Publié le 18 juin 2019 par : M. Potier, Mme Battistel, M. Bouillon, M. Garot, M. Letchimy, les membres du groupe Socialistes apparentés.
Dans un délai d’un an à compter de la publication de la présente loi, le Gouvernement remet un rapport au Parlement formulant des propositions en matière de renforcement de la réglementation et des contrôles sur les procédés de méthanisation agricole et le respect des équilibres économiques et écologiques, notamment vis-à-vis de l’élevage, ainsi que des limites en matière de production végétale méthanisable. Le rapport étudiera également l’opportunité de mettre en place une labellisation « méthanisation verte ».
La méthanisation agricole a initialement été conçue comme une contribution positive à la transition énergétique et les lois et règlements adoptés ces dernières années ont visé, en lien avec les parties prenantes, à encadrer des projets afin de garantir leur ancrage territorial, leur dimension circulaire, l’équilibre agronomique et notre souveraineté alimentaire. Malgré ces efforts, la méthanisation agricole fait aujourd’hui l’objet de nombreuses controverses : risque de fragilisation de l’activité d’élevage, bilan écologique incertain des pratiques agricoles induites... Que l’échelle des désordres pressentis soit l’écosystème territorial ou celui de l’équilibre planétaire, les questions ainsi posées méritent d’être examinées avec sérénité dans le débat public.
Les sources des conflits latents tels que nous les observons sont de deux ordres.
Le premier est évidemment l’autorisation donnée entre 2011 et 2015 à quelques entreprises qui, profitant du vide juridique, ont mobilisé l’essentiel des ressources végétales vers la méthanisation plutôt que vers l’alimentation humaine et animale. Au regard des effets déstructurants au niveau local, notamment sur le marché foncier, il convient d’étudier toutes les limites envisageables pour arrêter le plus rapidement possible ces pratiques dévoyées.
La seconde dérive concerne la nouvelle génération de méthaniseurs à partir de 2017. Elle est plus systémique et se traduit de multiples façons :
- Les acteurs qui émergent sur ce marché sont les plus puissants sur le plan économique. La programmation pluriannuelle de l’énergie prévoit une baisse de plus de 30 % des tarifs d’achat du biométhane en injection, ce qui risque d’entraîner une massification de la production sur quelques structures pour réduire les charges de production. Ce type de structures concentre beaucoup de financements publics, laissant peu de disponibilité budgétaire aux projets plus intégrés ;
- La carte des réalisations et des projets correspond ainsi davantage à la sociologie des acteurs qu’à celle des ressources territoriales, notamment en effluents d’élevage ;
- La limite fixée en matière de production végétale méthanisable n’est pas respectée par certains opérateurs, faute d’un contrôle effectif. Ainsi le décret du 7 juillet 2016 fixant le seuil maximal des cultures alimentaires et énergétiques cultivées à titre principal et incorporées dans les méthaniseurs à 15 % est très facilement contournable ;
- L’effet inflationniste sur les matières premières végétales exacerbe les tensions avec le monde de l’élevage, notamment dans le cas des pénuries de fourrage liées aux épisodes de sécheresse ;
- Les pratiques d’épandage sur certains bassins versants peuvent induire des pollutions significatives faute de contrôles efficaces.

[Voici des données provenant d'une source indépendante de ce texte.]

impl Player {
    pub fn new() -> Self {
        Self {
            angle: 0.0,
            radius: PLAYER_ORBIT_RADIUS,
            rotation_speed: PLAYER_ROTATION_SPEED,
            invincible_ticks: 0,
        }
    }

    /// Ship center on screen, always derived from the orbital angle
    pub fn position(&self) -> Vec2 {
        screen_center() + polar_to_cartesian(self.radius, self.angle)
    }

    /// Rotation applied to the sprite (radians). The nose is drawn pointing
    /// up at angle 0, so it stays tangent to the orbit.
    pub fn facing(&self) -> f32 {
        self.angle
    }

    /// Orbit under left/right input
    pub fn update(&mut self, input: &TickInput) {
        if input.rotate_left {
            self.angle -= self.rotation_speed;
        }
        if input.rotate_right {
            self.angle += self.rotation_speed;
        }
    }

    /// Fire a bullet toward the screen center
    pub fn shoot(&self, id: u32) -> Bullet {
        let dir = -polar_to_cartesian(1.0, self.angle);
        let muzzle = self.position() + dir * MUZZLE_OFFSET;
        Bullet::new(id, muzzle, dir)
    }

    /// Back to the starting angle (after a life is lost)
    pub fn reset(&mut self) {
        self.angle = 0.0;
    }

    pub fn is_invincible(&self) -> bool {
        self.invincible_ticks > 0
    }

    /// Visibility for the invincibility flicker
    pub fn is_visible(&self) -> bool {
        !self.is_invincible() || (self.invincible_ticks / FLICKER_TICKS) % 2 == 0
    }

    /// Bounds of the rotated ship sprite
    pub fn rect(&self) -> Rect {
        Rect::rotated_bounds(self.position(), Vec2::splat(PLAYER_SIZE), self.facing())
    }
}

/// A projectile fired by the player
#[derive(Debug, Clone)]
pub struct Bullet {
    pub id: u32,
    /// Top-left of the bounding box
    pub pos: Vec2,
    /// Displacement per tick
    pub vel: Vec2,
    pub alive: bool,
}

impl Bullet {
    /// Bullet whose box is centered horizontally on `muzzle` with its
    /// bottom edge on it, travelling along unit vector `dir`
    pub fn new(id: u32, muzzle: Vec2, dir: Vec2) -> Self {
        Self {
            id,
            pos: Vec2::new(muzzle.x - BULLET_WIDTH / 2.0, muzzle.y - BULLET_HEIGHT),
            vel: dir * BULLET_SPEED,
            alive: true,
        }
    }

    /// Advance one tick; dies once it crosses a screen boundary
    pub fn update(&mut self) {
        if !self.alive {
            return;
        }
        self.pos += self.vel;
        let r = self.rect();
        if r.bottom() < 0.0 || r.top() > SCREEN_HEIGHT || r.left() < 0.0 || r.right() > SCREEN_WIDTH
        {
            self.alive = false;
        }
    }

    pub fn rect(&self) -> Rect {
        Rect::new(self.pos.x, self.pos.y, BULLET_WIDTH, BULLET_HEIGHT)
    }
}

Ainsi, la méthanisation telle qu’elle est pratiquée aujourd’hui ne semble pas garantir systématiquement une compatibilité avec l’équilibre alimentaire et l’écologie, tant par les intrants que par l’épandage, du fait de contournements de la réglementation ou de manque de contrôles effectifs. Un véritable développement de la méthanisation à la ferme ne peut s’envisager qu’à travers la mise en place d’un tarif de rachat de l’énergie supérieur pour les petites unités, afin que celle-ci soient plus compétitives et puissent ainsi plus facilement se financer.
Il est devenu urgent de poser à nouveau les termes du débat en tirant parti des leçons de l’expérience allemande et de ses excès. Par ailleurs, il conviendrait de s’inspirer d’initiatives telles que la charte des bonnes pratiques en méthanisation à travers laquelle les Agriculteurs Méthaniseurs de France confirment leur engagement mutuel pour un développement vertueux, raisonné et harmonieux de la filière.
Le présent amendement demande donc au Gouvernement de rendre un rapport au Parlement formulant des propositions concrètes en matière de prévention et de sanction en cas de non-respect des équilibres attendus sur les plans économiques et environnementaux et sur l’opportunité de la mise en place d’un label « méthanisation verte » qui permettrait aux autorités compétentes de se prononcer en toute connaissance de cause sur les attributions d’urbanisme et d’aides publiques pour les projets de méthanisation.